Use the Weird Age for texture and pressure: debt, class, police attention, tabloid hunger, bad faith, old money, new machines, and private terror under public respectability.
Adjudicate Uncertainty
When a player declares action, ask for intent and method. What are they trying to change? What are they using? What risk are they accepting? Once those answers are clear, choose the smallest table answer that fits.
If the result is obvious, say it and move on. If a referenced page names a rule, open that page, apply the exact entry, and bring the result back into the scene. If no exact procedure is in front of the table, state the likely risk, make the narrow ruling needed for this moment, and let the consequence stand.
Do not turn one special case into a law for the whole game. A job talent, weapon line, bauble entry, or spellcasting note can answer its own moment. It does not define every check, turn, rest, death, advancement, or act of magic.
Pressure And Consequences
Pressure is a cost the players can see before they choose. It can be time, noise, suspicion, pain, debt, weather, dwindling light, police interest, unnatural attention, or a witness deciding the investigators are not worth the risk.
Make pressure concrete in the fiction before it becomes a number. If the table already has an exact rule for timing, danger, combat, or recovery, use it. Otherwise, keep pressure visible through the scene: who arrives, what breaks, what closes, what is spent, and what becomes harder next.
Consequences should change the situation. A clue opens a worse door. A failed bargain makes a creditor. A fight draws witnesses. A broken tool makes the next room darker. A strange success leaves a mark nobody wants to explain.
Using References During Play
Open references after the fiction asks for them. Use the appendix to find the right drawer. Use gear and weapon pages when an item, property, price, damage line, or armor entry matters. Use job, species, worship, and magic-adjacent pages when a character record names the table answer.

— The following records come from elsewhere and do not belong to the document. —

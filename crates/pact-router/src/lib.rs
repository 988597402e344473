pub mod chain;
pub mod contract;
pub mod endpoint;
pub mod error;
pub mod request;
pub mod router;

#[cfg(test)]
mod test_api;

pub use chain::{Chain, flatten};
pub use contract::{Contract, Delete, Endpoint, Get, Head, Method, Options, Patch, Post, Put, ResponseOf, RoutePath, RouteShape, ShapeOf};
pub use endpoint::{HandlerFuture, TypedEndpoint};
pub use error::ExtractError;
pub use request::TypedRequest;
pub use router::TypedRouter;

pub use pact_http::{BoxError, BoxedMiddleware, HttpError, HttpMethod, Next};
pub use serde::de::IgnoredAny;
use std::fmt::{self, Display};
use std::str::FromStr;

use super::MethodError;

#[allow(clippy::upper_case_acronyms)]
#[derive(Debug, Clone, Copy, PartialEq, Eq, Hash)]
pub enum HttpMethod {
    GET,
    POST,
    PUT,
    PATCH,
    DELETE,
    OPTIONS,
    HEAD,
}

impl HttpMethod {
    pub const ALL: [HttpMethod; 7] = [
        HttpMethod::GET,
        HttpMethod::POST,
        HttpMethod::PUT,
        HttpMethod::PATCH,
        HttpMethod::DELETE,
        HttpMethod::OPTIONS,
        HttpMethod::HEAD,
    ];

    pub fn as_str(&self) -> &'static str {
        match self {
            HttpMethod::GET => "GET",
            HttpMethod::POST => "POST",
            HttpMethod::PUT => "PUT",
            HttpMethod::PATCH => "PATCH",
            HttpMethod::DELETE => "DELETE",
            HttpMethod::OPTIONS => "OPTIONS",
            HttpMethod::HEAD => "HEAD",
        }
    }
}

impl Display for HttpMethod {
    fn fmt(&self, f: &mut fmt::Formatter<'_>) -> fmt::Result {
        f.write_str(self.as_str())
    }
}

impl FromStr for HttpMethod {
    type Err = MethodError;

    fn from_str(s: &str) -> Result<Self, Self::Err> {
        HttpMethod::ALL
            .into_iter()
            .find(|method: &HttpMethod| method.as_str().eq_ignore_ascii_case(s))
            .ok_or_else(|| MethodError::Unsupported(s.to_owned()))
    }
}
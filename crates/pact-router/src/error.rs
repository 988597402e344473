use thiserror::Error;

#[derive(Debug, Error)]
pub enum ExtractError {
    #[error("request body does not match the route shape: {0}")]
    Body(#[source] serde_json::Error),

    #[error("path parameters do not match the route shape: {0}")]
    Params(#[source] serde_json::Error),

    #[error("query string does not match the route shape: {0}")]
    Query(#[source] serde_json::Error),
}
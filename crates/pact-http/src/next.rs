use std::fmt::{self, Debug};

use super::BoxError;

type Continuation = Box<dyn FnOnce(Option<BoxError>) + Send + 'static>;

/// One-shot continuation handed to every middleware.
///
/// Dropping a `Next` without calling it tells the host the exchange was handled.
pub struct Next {
    continuation: Continuation,
}

impl Next {
    pub fn new<F>(continuation: F) -> Self
    where
        F: FnOnce(Option<BoxError>) + Send + 'static,
    {
        Self {
            continuation: Box::new(continuation),
        }
    }

    pub fn noop() -> Self {
        Self::new(|_: Option<BoxError>| {})
    }

    pub fn proceed(self) {
        (self.continuation)(None)
    }

    pub fn fail<E>(self, err: E)
    where
        E: Into<BoxError>,
    {
        (self.continuation)(Some(err.into()))
    }
}

impl Debug for Next {
    fn fmt(&self, f: &mut fmt::Formatter<'_>) -> fmt::Result {
        f.debug_struct("Next").finish_non_exhaustive()
    }
}
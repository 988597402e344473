use std::vec;

use pact_http::BoxedMiddleware;

/// One middleware argument: a single handler or an ordered group of them.
pub enum Chain<Req, Res> {
    Single(BoxedMiddleware<Req, Res>),
    Many(Vec<BoxedMiddleware<Req, Res>>),
}

impl<Req, Res> From<BoxedMiddleware<Req, Res>> for Chain<Req, Res> {
    fn from(handler: BoxedMiddleware<Req, Res>) -> Self {
        Chain::Single(handler)
    }
}

impl<Req, Res> From<Vec<BoxedMiddleware<Req, Res>>> for Chain<Req, Res> {
    fn from(handlers: Vec<BoxedMiddleware<Req, Res>>) -> Self {
        Chain::Many(handlers)
    }
}

impl<Req, Res> IntoIterator for Chain<Req, Res> {
    type Item = BoxedMiddleware<Req, Res>;
    type IntoIter = vec::IntoIter<BoxedMiddleware<Req, Res>>;

    fn into_iter(self) -> Self::IntoIter {
        match self {
            Chain::Single(handler) => vec![handler].into_iter(),
            Chain::Many(handlers) => handlers.into_iter(),
        }
    }
}

/// Expands every group in place, keeping the relative order of all handlers.
pub fn flatten<Req, Res, I>(chains: I) -> Vec<BoxedMiddleware<Req, Res>>
where
    I: IntoIterator<Item = Chain<Req, Res>>,
{
    chains.into_iter().flatten().collect()
}

#[cfg(test)]
mod tests {
    use super::*;
    use pact_http::memory::{MemoryRequest, MemoryResponse};
    use pact_http::{Next, from_fn};
    use std::sync::Arc;

    type Handler = BoxedMiddleware<MemoryRequest, MemoryResponse>;

    fn handler() -> Handler {
        from_fn(|_req: &mut MemoryRequest, _res: &mut MemoryResponse, next: Next| {
            Box::pin(async move { next.proceed() })
        })
    }

    fn same_order(actual: &[Handler], expected: &[&Handler]) -> bool {
        actual.len() == expected.len()
            && actual
                .iter()
                .zip(expected)
                .all(|(a, b): (&Handler, &&Handler)| Arc::ptr_eq(a, b))
    }

    #[test]
    fn test_flatten_expands_groups_in_place() {
        let (a, b, c, d, e): (Handler, Handler, Handler, Handler, Handler) =
            (handler(), handler(), handler(), handler(), handler());

        let flat: Vec<Handler> = flatten(vec![
            Chain::from(a.clone()),
            Chain::from(vec![b.clone(), c.clone()]),
            Chain::from(d.clone()),
            Chain::from(vec![e.clone()]),
        ]);

        assert!(same_order(&flat, &[&a, &b, &c, &d, &e]));
    }

    #[test]
    fn test_flatten_drops_empty_groups() {
        let a: Handler = handler();

        let flat: Vec<Handler> = flatten(vec![Chain::Many(Vec::new()), Chain::Single(a.clone()), Chain::Many(Vec::new())]);

        assert!(same_order(&flat, &[&a]));
    }

    #[test]
    fn test_flatten_of_nothing_is_empty() {
        let flat: Vec<Handler> = flatten(Vec::<Chain<MemoryRequest, MemoryResponse>>::new());
        assert!(flat.is_empty());
    }
}
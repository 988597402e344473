use std::{error::Error as StdError, io};

use thiserror::Error;

#[derive(Debug, Error)]
pub enum ConfigError {
    #[error("environment variable \"{0}\" is missing or not valid unicode")]
    MissingOrInvalid(String),

    #[error("environment variable \"{key}\" could not be parsed: {source}")]
    StringParse {
        key: String,
        source: Box<dyn StdError + Send + Sync>,
    },

    #[error("failed to read config file: {0}")]
    Io(#[from] io::Error),

    #[error("malformed config file: {0}")]
    Toml(#[from] toml::de::Error),
}
use std::{future::Future, pin::Pin, sync::Arc};

use super::Next;

pub type BoxFuture<'a, T> = Pin<Box<dyn Future<Output = T> + Send + 'a>>;
pub type BoxedMiddleware<Req, Res> = Arc<dyn Middleware<Req, Res>>;

/// A native three-argument handler: request, response, continuation.
pub trait Middleware<Req, Res>: Send + Sync + 'static {
    fn call<'a>(&'a self, req: &'a mut Req, res: &'a mut Res, next: Next) -> BoxFuture<'a, ()>;
}

struct MiddlewareFn<F>(F);

impl<Req, Res, F> Middleware<Req, Res> for MiddlewareFn<F>
where
    Req: 'static,
    Res: 'static,
    F: for<'a> Fn(&'a mut Req, &'a mut Res, Next) -> BoxFuture<'a, ()> + Send + Sync + 'static,
{
    fn call<'a>(&'a self, req: &'a mut Req, res: &'a mut Res, next: Next) -> BoxFuture<'a, ()> {
        (self.0)(req, res, next)
    }
}

pub fn from_fn<Req, Res, F>(f: F) -> BoxedMiddleware<Req, Res>
where
    Req: 'static,
    Res: 'static,
    F: for<'a> Fn(&'a mut Req, &'a mut Res, Next) -> BoxFuture<'a, ()> + Send + Sync + 'static,
{
    Arc::new(MiddlewareFn(f))
}
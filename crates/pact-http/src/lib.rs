mod error;
mod host;
#[cfg(any(test, feature = "memory"))]
pub mod memory;
mod method;
mod middleware;
mod next;

pub use error::{BoxError, HttpError, MethodError};
pub use host::{HostRequest, HostResponse, HostRouter, Params};
pub use method::HttpMethod;
pub use middleware::{BoxFuture, BoxedMiddleware, Middleware, from_fn};
pub use next::Next;
use std::{marker::PhantomData, ops::Deref};

use super::{ExtractError, RouteShape};
use pact_http::{HostRequest, Params};
use serde::{Deserialize, de::DeserializeOwned};
use serde_json::{Map, Value};

/// A host request viewed through the shape of the route it was registered for.
///
/// Fields are decoded only when asked for, so a handler that never reads the body never pays
/// for (or fails on) decoding it. Everything else on the host request stays reachable through
/// `Deref`.
pub struct TypedRequest<'a, S, Req> {
    inner: &'a Req,
    shape: PhantomData<fn() -> S>,
}

impl<'a, S, Req> TypedRequest<'a, S, Req>
where
    S: RouteShape,
    Req: HostRequest,
{
    pub fn new(inner: &'a Req) -> Self {
        Self {
            inner,
            shape: PhantomData,
        }
    }

    pub fn inner(&self) -> &'a Req {
        self.inner
    }

    pub fn body(&self) -> Result<S::Body, ExtractError> {
        S::Body::deserialize(self.inner.body()).map_err(ExtractError::Body)
    }

    pub fn params(&self) -> Result<S::Params, ExtractError> {
        decode_map(self.inner.params()).map_err(ExtractError::Params)
    }

    pub fn query(&self) -> Result<S::Query, ExtractError> {
        decode_map(self.inner.query()).map_err(ExtractError::Query)
    }
}

impl<S, Req> Deref for TypedRequest<'_, S, Req> {
    type Target = Req;

    fn deref(&self) -> &Req {
        self.inner
    }
}

fn decode_map<T>(map: &Params) -> Result<T, serde_json::Error>
where
    T: DeserializeOwned,
{
    let object: Map<String, Value> = map
        .iter()
        .map(|(key, value): (&String, &String)| (key.clone(), Value::String(value.clone())))
        .collect();

    T::deserialize(Value::Object(object))
}
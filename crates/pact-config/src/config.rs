use std::env::{self, VarError};
use std::error::Error as StdError;
use std::fs;
use std::path::Path;
use std::str::FromStr;

use super::ConfigError;
use serde::de::DeserializeOwned;

pub struct Config;

impl Config {
    pub fn from_env<T>(key: &str) -> Result<T, ConfigError>
    where
        T: FromStr,
        T::Err: StdError + Send + Sync + 'static,
    {
        let value_str: String = env::var(key).map_err(|_| ConfigError::MissingOrInvalid(key.into()))?;
        Self::parse(key, &value_str)
    }

    /// Like [`Config::from_env`], but an unset variable yields `default`.
    /// A set variable that fails to parse is still an error.
    pub fn from_env_or<T>(key: &str, default: T) -> Result<T, ConfigError>
    where
        T: FromStr,
        T::Err: StdError + Send + Sync + 'static,
    {
        match env::var(key) {
            Ok(value_str) => Self::parse(key, &value_str),
            Err(VarError::NotPresent) => Ok(default),
            Err(VarError::NotUnicode(_)) => Err(ConfigError::MissingOrInvalid(key.into())),
        }
    }

    pub fn from_file<T, P>(path: P) -> Result<T, ConfigError>
    where
        T: DeserializeOwned,
        P: AsRef<Path>,
    {
        let content: String = fs::read_to_string(path.as_ref())?;
        Self::from_toml_str(&content)
    }

    pub fn from_toml_str<T>(content: &str) -> Result<T, ConfigError>
    where
        T: DeserializeOwned,
    {
        let config: T = toml::from_str(content)?;
        Ok(config)
    }

    fn parse<T>(key: &str, value_str: &str) -> Result<T, ConfigError>
    where
        T: FromStr,
        T::Err: StdError + Send + Sync + 'static,
    {
        value_str.trim().parse::<T>().map_err(|e: <T as FromStr>::Err| ConfigError::StringParse {
            key: key.into(),
            source: Box::new(e),
        })
    }
}
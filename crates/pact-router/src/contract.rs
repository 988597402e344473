//! Compile-time API contracts.
//!
//! A contract is a marker type. Route paths are zero-sized key types, and a path belongs to a
//! contract for a given method when it implements [`Endpoint`] for that pair. None of this
//! exists at runtime beyond the path string and the method.

use pact_http::HttpMethod;
use serde::{Serialize, de::DeserializeOwned};

pub trait Contract: 'static {}

/// Expected request and response shapes of one path/method pair.
pub trait RouteShape: 'static {
    type Body: DeserializeOwned;
    type Params: DeserializeOwned;
    type Query: DeserializeOwned;
    type Response: Serialize + Send;
}

pub trait RoutePath: Copy + Send + Sync + 'static {
    const PATH: &'static str;
}

pub trait Method: Copy + Send + Sync + 'static {
    const METHOD: HttpMethod;
}

pub trait Endpoint<Api, M>: RoutePath
where
    Api: Contract,
    M: Method,
{
    type Shape: RouteShape;
}

pub type ShapeOf<Api, P, M> = <P as Endpoint<Api, M>>::Shape;
pub type ResponseOf<S> = <S as RouteShape>::Response;

macro_rules! method_marker {
    ($($marker:ident => $method:ident),* $(,)?) => {
        $(
            #[derive(Debug, Clone, Copy, PartialEq, Eq, Hash, Default)]
            pub struct $marker;

            impl Method for $marker {
                const METHOD: HttpMethod = HttpMethod::$method;
            }
        )*
    };
}

method_marker! {
    Get => GET,
    Post => POST,
    Put => PUT,
    Patch => PATCH,
    Delete => DELETE,
    Options => OPTIONS,
    Head => HEAD,
}

/// Declares a contract, its route path keys and the shape of every path/method pair.
///
/// ```ignore
/// api_contract! {
///     pub UserApi {
///         UserById = "/users/:id" { Get => GetUser, Delete => DeleteUser }
///         Users = "/users" { Post => CreateUser }
///     }
/// }
/// ```
#[macro_export]
macro_rules! api_contract {
    (
        $(#[$meta:meta])*
        $vis:vis $api:ident {
            $(
                $(#[$path_meta:meta])*
                $path_ty:ident = $path:literal {
                    $($method:ident => $shape:ty),* $(,)?
                }
            )*
        }
    ) => {
        $(#[$meta])*
        #[derive(Debug, Clone, Copy, PartialEq, Eq, Hash, Default)]
        $vis struct $api;

        impl $crate::Contract for $api {}

        $(
            $(#[$path_meta])*
            #[derive(Debug, Clone, Copy, PartialEq, Eq, Hash, Default)]
            $vis struct $path_ty;

            impl $crate::RoutePath for $path_ty {
                const PATH: &'static str = $path;
            }

            $(
                impl $crate::Endpoint<$api, $crate::$method> for $path_ty {
                    type Shape = $shape;
                }
            )*
        )*
    };
}

#[cfg(test)]
mod tests {
    use super::*;
    use crate::test_api::{CreateUser, GetUser, UserApi, UserById, Users};
    use std::any::TypeId;

    fn shape_id<P, M>() -> TypeId
    where
        P: Endpoint<UserApi, M>,
        M: Method,
    {
        TypeId::of::<ShapeOf<UserApi, P, M>>()
    }

    #[test]
    fn test_contract_paths_keep_their_literal() {
        assert_eq!(UserById::PATH, "/users/:id");
        assert_eq!(Users::PATH, "/users");
    }

    #[test]
    fn test_method_markers_map_to_http_methods() {
        assert_eq!(Get::METHOD, HttpMethod::GET);
        assert_eq!(Post::METHOD, HttpMethod::POST);
        assert_eq!(Put::METHOD, HttpMethod::PUT);
        assert_eq!(Patch::METHOD, HttpMethod::PATCH);
        assert_eq!(Delete::METHOD, HttpMethod::DELETE);
        assert_eq!(Options::METHOD, HttpMethod::OPTIONS);
        assert_eq!(Head::METHOD, HttpMethod::HEAD);
    }

    #[test]
    fn test_endpoint_resolves_declared_shape() {
        assert_eq!(shape_id::<UserById, Get>(), TypeId::of::<GetUser>());
        assert_eq!(shape_id::<Users, Post>(), TypeId::of::<CreateUser>());
    }
}
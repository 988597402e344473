pub use pact_http;
pub use pact_router;

#[cfg(feature = "memory")]
pub use pact_http::memory;

pub mod prelude {
    pub use pact_config::{Config, ConfigError};
    pub use pact_http::{
        BoxError, BoxFuture, BoxedMiddleware, HostRequest, HostResponse, HostRouter, HttpError, HttpMethod, Middleware, Next, Params, from_fn,
    };
    pub use pact_logging::{LogFormat, LoggingError, LoggingOptions, init_logger};
    pub use pact_router::{
        Chain, Contract, Delete, Endpoint, ExtractError, Get, Head, Options, Patch, Post, Put, RoutePath, RouteShape, TypedRequest, TypedRouter,
    };
}

pub use pact_macros::route_shape;
pub use pact_router::api_contract;
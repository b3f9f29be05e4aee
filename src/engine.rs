use embassy_time::{Duration, Instant};

#[cfg(feature = "esp32-log")]
use esp_println::println;

use crate::command::{CommandReceiver, ModuleCommand};
use crate::gamma::{DEFAULT_GAMMA, GammaTable};
use crate::module::Module;
use crate::pattern::ModuleConfig;
use crate::self_test::{SelfTest, SelfTestConfig, Sweep};
use crate::{Clock, OutputDriver};

/// Duty written to every output at construction.
pub const DEFAULT_INITIAL_DUTY: u8 = 64;

/// Configuration for the stack light engine.
#[derive(Debug, Clone, Copy)]
pub struct StackLightConfig {
    /// Gamma exponent for brightness correction.
    pub gamma: f32,
    /// Duty written to the outputs before the first update.
    pub initial_duty: u8,
    /// Power-on self-test settings.
    pub self_test: SelfTestConfig,
}

impl Default for StackLightConfig {
    fn default() -> Self {
        Self {
            gamma: DEFAULT_GAMMA,
            initial_duty: DEFAULT_INITIAL_DUTY,
            self_test: SelfTestConfig::default(),
        }
    }
}

/// Stack light engine.
///
/// Owns `N` modules and renders their patterns to the output driver.
/// Every pattern is derived from the clock, so the rate at which
/// [`update`](Self::update) is called does not change pattern speed.
///
/// Setters addressing a module index `>= N` are ignored.
pub struct StackLight<O: OutputDriver, C: Clock, const N: usize> {
    // External dependencies
    driver: O,
    clock: C,

    // Internal state
    modules: [Module<O::Channel>; N],
    gamma: GammaTable,
    sweep: Sweep,
    self_test: SelfTest,
    now: Instant,
}

impl<O: OutputDriver, C: Clock, const N: usize> StackLight<O, C, N> {
    /// Create a new engine driving one module per channel.
    ///
    /// Configures every channel as an output and writes the initial duty.
    /// All modules start as solid and off.
    pub fn new(
        mut driver: O,
        clock: C,
        channels: [O::Channel; N],
        config: &StackLightConfig,
    ) -> Self {
        let modules = channels.map(Module::new);
        for module in &modules {
            driver.configure(module.channel());
            driver.write(module.channel(), config.initial_duty);
        }

        let self_test = if config.self_test.enabled && N > 0 {
            SelfTest::NotStarted
        } else {
            SelfTest::Finished
        };

        Self {
            driver,
            clock,
            modules,
            gamma: GammaTable::new(config.gamma),
            sweep: Sweep::new(config.self_test.step, N),
            self_test,
            now: Instant::from_millis(0),
        }
    }

    /// Render one tick at the current clock time.
    pub fn update(&mut self) {
        let now = self.clock.now();
        self.update_at(now);
    }

    /// Render one tick at `now`.
    ///
    /// Runs the self-test sweep until it is over, then writes every module's
    /// pattern. A timestamp older than the previous one does not move time back.
    pub fn update_at(&mut self, now: Instant) {
        self.now = self.now.max(now);

        // The sweep starts on the first update
        if self.self_test == SelfTest::NotStarted {
            #[cfg(feature = "esp32-log")]
            println!("[StackLight.update] starting self-test at {:?}", self.now);
            self.self_test = SelfTest::Running { start: self.now };
        }

        if let SelfTest::Running { start } = self.self_test {
            self.render_self_test(start);
        } else {
            self.render_patterns();
        }
    }

    fn render_self_test(&mut self, start: Instant) {
        let elapsed = self
            .now
            .checked_duration_since(start)
            .unwrap_or(Duration::from_millis(0));

        let Some(frame) = self.sweep.frame(elapsed) else {
            #[cfg(feature = "esp32-log")]
            println!("[StackLight.update] self-test finished after {:?}", elapsed);
            self.self_test = SelfTest::Finished;
            return;
        };

        for (index, module) in self.modules.iter().enumerate() {
            self.driver
                .write(module.channel(), self.gamma.correct(frame.level(index)));
        }
    }

    fn render_patterns(&mut self) {
        for module in &self.modules {
            self.driver
                .write(module.channel(), self.gamma.correct(module.level(self.now)));
        }
    }

    /// Replace the full configuration of a module.
    pub fn set_pattern(&mut self, index: usize, config: ModuleConfig) {
        if let Some(module) = self.module_mut(index) {
            module.configure(&config);
        }
    }

    /// Replace the full configuration of a module using a raw pattern id.
    ///
    /// Unknown ids are stored as is and render as off.
    pub fn set_pattern_raw(
        &mut self,
        index: usize,
        pattern: u8,
        brightness: u8,
        period: Duration,
        param: u8,
    ) {
        if let Some(module) = self.module_mut(index) {
            module.set_raw(pattern, brightness, period, param);
        }
    }

    /// Replace only the brightness of a module.
    pub fn set_brightness(&mut self, index: usize, brightness: u8) {
        if let Some(module) = self.module_mut(index) {
            module.set_brightness(brightness);
        }
    }

    /// Replace only the period of a module.
    pub fn set_period(&mut self, index: usize, period: Duration) {
        if let Some(module) = self.module_mut(index) {
            module.set_period(period);
        }
    }

    /// Replace only the reserved parameter of a module.
    ///
    /// No pattern reads it yet.
    pub fn set_param(&mut self, index: usize, param: u8) {
        if let Some(module) = self.module_mut(index) {
            module.set_param(param);
        }
    }

    /// Run the setter described by a command.
    pub fn apply(&mut self, command: ModuleCommand) {
        match command {
            ModuleCommand::SetPattern { index, config } => self.set_pattern(index, config),
            ModuleCommand::SetBrightness { index, brightness } => {
                self.set_brightness(index, brightness);
            }
            ModuleCommand::SetPeriod { index, period } => self.set_period(index, period),
            ModuleCommand::SetParam { index, param } => self.set_param(index, param),
        }
    }

    /// Apply every queued command (non-blocking).
    ///
    /// Returns the number of commands applied.
    pub fn apply_pending<const SIZE: usize>(
        &mut self,
        commands: &CommandReceiver<'_, SIZE>,
    ) -> usize {
        let mut applied = 0;
        while let Ok(command) = commands.try_receive() {
            self.apply(command);
            applied += 1;
        }
        applied
    }

    fn module_mut(&mut self, index: usize) -> Option<&mut Module<O::Channel>> {
        #[cfg(feature = "esp32-log")]
        if index >= N {
            println!("[StackLight] ignoring module index {} (count {})", index, N);
        }
        self.modules.get_mut(index)
    }

    /// Number of modules.
    pub const fn len(&self) -> usize {
        N
    }

    /// Check if the engine drives no modules.
    pub const fn is_empty(&self) -> bool {
        N == 0
    }

    /// Get a module by index.
    ///
    /// Returns None if the index is out of range.
    pub fn module(&self, index: usize) -> Option<&Module<O::Channel>> {
        self.modules.get(index)
    }

    /// Get all modules in channel order.
    pub const fn modules(&self) -> &[Module<O::Channel>; N] {
        &self.modules
    }

    /// Get the self-test progress.
    pub const fn self_test(&self) -> SelfTest {
        self.self_test
    }

    /// Time of the last update.
    pub const fn now(&self) -> Instant {
        self.now
    }

    /// Get the gamma table used for output correction.
    pub const fn gamma(&self) -> &GammaTable {
        &self.gamma
    }

    /// Get a reference to the output driver.
    pub const fn driver(&self) -> &O {
        &self.driver
    }

    /// Get a mutable reference to the output driver.
    pub const fn driver_mut(&mut self) -> &mut O {
        &mut self.driver
    }
}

Read the exact entry, decide only the point in front of the table, and return to the scene. The reference is there to settle the moment, not to pull the table out of the room.
Close The Night
End with the changed facts. Name the clues found, threats still moving, debts created, gear spent, injuries marked, people angered, and places that are no longer safe. If a rest, recovery, death, downtime, or advancement rule is in the table's source, apply that rule. If not, record the open state and begin next time from what changed.
Example Play belongs beside this page. The guide names the referee moves; the example shows those moves in table order: frame a scene, answer questions, call for references only when needed, and let consequences point to the next choice.